De l’avis du Dr Lammerding, cette étude pourrait avoir un impact sur l’approche clinique des patients atteints de mélanome.
« A court terme, la découverte pourrait conduire à une meilleure sélection des traitements des patients atteints de mélanome, c’est-à-dire la prescription de traitements plus agressifs ou une surveillance plus fréquente aux patients présentant des niveaux élevés d’expression de LAP1, car leurs cancers sont plus susceptibles de métastaser. »
– Jan Lammerding, Ph.D., professeur de génie biomédical
Autres implications pour le LAP1
Victoria Sanz-Moreno, Ph.D., co-auteur de l’étude et professeur de biologie des cellules cancéreuses à l’Université Queen Mary de Londres, a déclaré MNT:
« Nous pensons qu’en ciblant LAP1 et les mécanismes qui influencent la déformabilité nucléaire, nous pourrions être en mesure d’empêcher les cellules cancéreuses [from]presser à travers les lacunes et métastaser. […] cibler les renflements ou les bulles dans le noyau des cellules métastatiques pourrait être une approche alternative.
Dans le document d’étude, les chercheurs expriment leur espoir que cette découverte puisse guider la recherche sur des cellules saines ou pathologiques caractérisées par des membranes nucléaires perturbées.
Le Dr Lammerding a ajouté qu’au fil du temps, « il pourrait être possible d’identifier ou de développer des médicaments qui réduisent l’expression de LAP1 dans les cellules de mélanome, ou qui déplacent l’expression de LAP1C vers LAP1B, ce qui ne semble pas favoriser l’invasion des cellules cancéreuses et la croissance tumorale ». (mais pourrait potentiellement affecter d’autres fonctions pro-métastatiques).
Robert A. Weinberg, Ph.D., professeur de biologie au Massachusetts Institute of Technology (MIT) et directeur du MIT Ludwig Center for Molecular Oncology, a déclaré MNT:
« C’est une découverte intéressante. Cependant, il est vraiment exagéré de supposer que cette découverte ouvrira la voie à de nouveaux types de thérapie. Au lieu de cela, il est probable que les changements observés soient l’une des dizaines de réponses en aval lorsque les cellules cancéreuses deviennent agressives et malignes.
Limites de l’étude et prochaines étapes
Le Dr Weinberg a souligné « le nombre limité de cellules étudiées et l’absence apparente de données solides faisant valoir que ce changement est en fait causalement important pour permettre la progression maligne » comme principales limites de l’étude.
Le Dr Lammerding a identifié quelques questions qui n’ont pas été abordées dans l’étude et qui méritent d’être approfondies.

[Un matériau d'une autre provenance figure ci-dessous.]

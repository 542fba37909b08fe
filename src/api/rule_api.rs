// ==========================================
// 需求协调驾驶舱 - 状态映射规则 API
// ==========================================
// 职责: 规则读写、映射预览、显式重新映射
// 约束: 规则修改不回写已映射反馈，除非调用 reharmonize
// ==========================================

use crate::api::error::{ApiError, ApiResult};
use crate::domain::mapping_rule::StatusMappingRule;
use crate::domain::types::CanonicalStatus;
use crate::engine::status_harmonizer::{Harmonized, RuleSet, StatusHarmonizer};
use crate::repository::{
    FeedbackRepository, IterationRepository, MappingRuleRepository, RepositoryError,
    SupplierRepository,
};
use rusqlite::Connection;
use serde::{Deserialize, Serialize};
use std::sync::{Arc, Mutex};
use tracing::{info, instrument};

/// 重新映射结果
#[derive(Debug, Clone, Default, PartialEq, Eq, Serialize, Deserialize)]
pub struct ReharmonizeReport {
    /// 检查的反馈条数
    pub examined: usize,
    /// 状态或命中阶段发生变化的条数
    pub changed: usize,
}

pub struct RuleApi {
    conn: Arc<Mutex<Connection>>,
    rule_repo: Arc<MappingRuleRepository>,
    supplier_repo: Arc<SupplierRepository>,
    iteration_repo: Arc<IterationRepository>,
}

impl RuleApi {
    pub fn new(
        conn: Arc<Mutex<Connection>>,
        rule_repo: Arc<MappingRuleRepository>,
        supplier_repo: Arc<SupplierRepository>,
        iteration_repo: Arc<IterationRepository>,
    ) -> Self {
        Self {
            conn,
            rule_repo,
            supplier_repo,
            iteration_repo,
        }
    }

    pub fn list_rules(&self) -> ApiResult<Vec<StatusMappingRule>> {
        Ok(self.rule_repo.list()?)
    }

    /// 新增或覆盖规则
    ///
    /// # 参数
    /// - supplier_id: None 为全局规则；否则必须属于项目
    pub fn upsert_rule(
        &self,
        project_id: i64,
        supplier_id: Option<i64>,
        raw_status: &str,
        canonical_status: CanonicalStatus,
    ) -> ApiResult<StatusMappingRule> {
        if let Some(id) = supplier_id {
            self.require_supplier(project_id, id)?;
        }
        let rule = self.rule_repo.upsert(supplier_id, raw_status, canonical_status)?;
        info!(
            supplier_id = ?rule.supplier_id,
            raw_status = %rule.raw_status,
            status = %rule.canonical_status,
            "映射规则已保存"
        );
        Ok(rule)
    }

    /// 删除规则
    ///
    /// # 返回
    /// - Err(NotFound): 规则不存在
    pub fn delete_rule(&self, supplier_id: Option<i64>, raw_status: &str) -> ApiResult<()> {
        if self.rule_repo.delete(supplier_id, raw_status)? {
            Ok(())
        } else {
            Err(ApiError::NotFound(format!("映射规则 {}", raw_status)))
        }
    }

    /// 以当前规则预览一个原始状态的映射结果
    pub fn preview(&self, raw_status: &str, supplier_id: Option<i64>) -> ApiResult<Harmonized> {
        let harmonizer = StatusHarmonizer::new(RuleSet::from_rules(&self.rule_repo.list()?));
        Ok(harmonizer.normalize(raw_status, supplier_id))
    }

    /// 用当前规则重新映射已存储的反馈（单事务）
    ///
    /// # 参数
    /// - iteration_id: 限定迭代（必须未关闭）；None 为项目内全部开放迭代
    /// - supplier_id: 限定供应商
    #[instrument(skip(self), fields(project_id = project_id))]
    pub fn reharmonize(
        &self,
        project_id: i64,
        iteration_id: Option<&str>,
        supplier_id: Option<i64>,
    ) -> ApiResult<ReharmonizeReport> {
        let iteration_key = match iteration_id {
            Some(id) => {
                let iteration = self
                    .iteration_repo
                    .find_by_id(project_id, id)?
                    .ok_or_else(|| ApiError::NotFound(format!("迭代 {}", id)))?;
                if iteration.is_closed() {
                    return Err(ApiError::IterationClosed(id.to_string()));
                }
                Some(iteration.iteration_key)
            }
            None => None,
        };

        let conn = self
            .conn
            .lock()
            .map_err(|e| ApiError::from(RepositoryError::LockError(e.to_string())))?;
        let tx = conn
            .unchecked_transaction()
            .map_err(RepositoryError::from)?;

        let harmonizer = StatusHarmonizer::new(RuleSet::from_rules(&MappingRuleRepository::list_tx(&tx)?));
        let candidates =
            FeedbackRepository::list_for_harmonize_tx(&tx, project_id, iteration_key, supplier_id)?;

        let mut report = ReharmonizeReport {
            examined: candidates.len(),
            changed: 0,
        };
        for candidate in candidates {
            let result = harmonizer.normalize(
                candidate.raw_status.as_deref().unwrap_or_default(),
                Some(candidate.supplier_id),
            );
            if result.status != candidate.canonical_status || result.stage != candidate.harmonize_stage {
                FeedbackRepository::update_status_tx(&tx, candidate.feedback_id, result.status, result.stage)?;
                report.changed += 1;
            }
        }

        tx.commit().map_err(RepositoryError::from)?;
        info!(examined = report.examined, changed = report.changed, "重新映射完成");
        Ok(report)
    }

    fn require_supplier(&self, project_id: i64, supplier_id: i64) -> ApiResult<()> {
        match self.supplier_repo.find_by_id(supplier_id)? {
            Some(s) if s.project_id == project_id => Ok(()),
            _ => Err(ApiError::NotFound(format!("供应商(id={})", supplier_id))),
        }
    }
}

Étant donné que la métastase comprend de nombreuses autres étapes en plus de l’invasion des cellules cancéreuses, il a déclaré « qu’il reste à voir si LAP1C (et potentiellement aussi LAP1B, qui est également augmenté dans les lignées cellulaires métastatiques) peut modifier des fonctions cellulaires supplémentaires qui favorisent la progression métastatique ».
« Les auteurs montrent que l’expression de LAP1C favorise le blebbing nucléaire et améliore également la migration des cellules cancéreuses dans des espaces restreints, mais ils ne montrent pas que le blebbing nucléaire lui-même est le mécanisme qui permet une meilleure migration. Ainsi, il est possible que l’expression de LAP1C ait des […] effets sur les cellules responsables de la migration accrue, tels que la modification de la déformabilité globale du noyau cellulaire, la modification du couplage nucléo-cytosquelettique ou la modulation de la contractilité cellulaire ou de l’adhésion cellulaire.
– Dr Jan Lamerding, professeur de génie biomédical
Le Dr Sanz-Moreno a noté qu’actuellement, « il n’y a pas de médicaments qui bloquent la fonction LAP1, donc dans [the] à l’avenir, il sera intéressant de concevoir de telles thérapies.
Elle a ajouté que les recherches futures se concentreront sur « comment d’autres cellules, telles que les cellules immunitaires, utilisent LAP1 pour permettre leur infiltration dans les tumeurs ».